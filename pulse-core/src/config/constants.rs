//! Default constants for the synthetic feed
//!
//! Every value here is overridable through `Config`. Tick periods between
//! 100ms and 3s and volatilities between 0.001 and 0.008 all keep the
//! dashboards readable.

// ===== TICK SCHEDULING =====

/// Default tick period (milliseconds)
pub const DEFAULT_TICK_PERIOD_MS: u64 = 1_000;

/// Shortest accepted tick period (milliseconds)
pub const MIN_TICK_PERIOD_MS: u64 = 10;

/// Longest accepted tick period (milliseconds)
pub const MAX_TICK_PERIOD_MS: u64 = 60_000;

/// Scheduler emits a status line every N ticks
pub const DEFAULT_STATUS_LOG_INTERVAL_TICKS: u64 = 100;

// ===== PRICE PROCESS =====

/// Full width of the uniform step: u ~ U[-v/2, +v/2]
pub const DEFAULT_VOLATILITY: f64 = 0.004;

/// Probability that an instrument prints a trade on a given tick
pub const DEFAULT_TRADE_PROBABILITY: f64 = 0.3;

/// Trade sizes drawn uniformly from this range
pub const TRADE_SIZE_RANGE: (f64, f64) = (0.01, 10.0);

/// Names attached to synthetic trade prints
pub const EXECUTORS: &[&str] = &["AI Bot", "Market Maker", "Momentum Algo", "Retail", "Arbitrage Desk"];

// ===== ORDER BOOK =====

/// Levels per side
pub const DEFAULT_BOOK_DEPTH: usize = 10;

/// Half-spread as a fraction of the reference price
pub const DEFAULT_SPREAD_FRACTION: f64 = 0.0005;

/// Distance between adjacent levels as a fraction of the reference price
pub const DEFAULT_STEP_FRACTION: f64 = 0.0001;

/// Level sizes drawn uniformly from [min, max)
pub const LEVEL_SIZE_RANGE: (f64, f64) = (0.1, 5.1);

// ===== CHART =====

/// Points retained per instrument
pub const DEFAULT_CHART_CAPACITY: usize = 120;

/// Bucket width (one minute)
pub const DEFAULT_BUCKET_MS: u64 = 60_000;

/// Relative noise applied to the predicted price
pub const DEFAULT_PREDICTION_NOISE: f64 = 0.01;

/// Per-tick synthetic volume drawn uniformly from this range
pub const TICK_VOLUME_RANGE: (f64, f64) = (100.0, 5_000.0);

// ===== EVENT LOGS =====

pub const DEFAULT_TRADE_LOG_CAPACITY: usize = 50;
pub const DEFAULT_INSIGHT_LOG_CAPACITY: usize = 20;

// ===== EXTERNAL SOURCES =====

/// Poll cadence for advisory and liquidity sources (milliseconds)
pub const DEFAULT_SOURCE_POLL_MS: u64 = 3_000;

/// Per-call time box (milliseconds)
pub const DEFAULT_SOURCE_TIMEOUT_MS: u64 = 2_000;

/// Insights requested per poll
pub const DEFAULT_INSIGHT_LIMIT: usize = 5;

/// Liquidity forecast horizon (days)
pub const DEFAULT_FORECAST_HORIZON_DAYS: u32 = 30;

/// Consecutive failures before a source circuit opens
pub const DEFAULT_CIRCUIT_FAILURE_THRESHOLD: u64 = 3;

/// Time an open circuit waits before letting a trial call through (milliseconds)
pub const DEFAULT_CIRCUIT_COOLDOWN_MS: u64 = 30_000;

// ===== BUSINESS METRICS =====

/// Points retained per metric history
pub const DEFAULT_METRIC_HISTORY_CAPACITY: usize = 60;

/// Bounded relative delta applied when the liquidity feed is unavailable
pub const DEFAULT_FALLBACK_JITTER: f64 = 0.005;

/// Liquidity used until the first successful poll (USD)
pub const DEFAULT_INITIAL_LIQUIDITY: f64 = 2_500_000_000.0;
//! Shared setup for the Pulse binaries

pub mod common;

• • • • •

- Your task -
Set each line down exactly, starting with the one that contains "pub const DEFAULT_FALLBACK_JITTER: f64" and ending with the last line of the listing; add nothing else.

- Solution for this problem -
pub const DEFAULT_FALLBACK_JITTER: f64 = 0.005;

/// Liquidity used until the first successful poll (USD)
pub const DEFAULT_INITIAL_LIQUIDITY: f64 = 2_500_000_000.0;
//! Shared setup for the Pulse binaries

pub mod common;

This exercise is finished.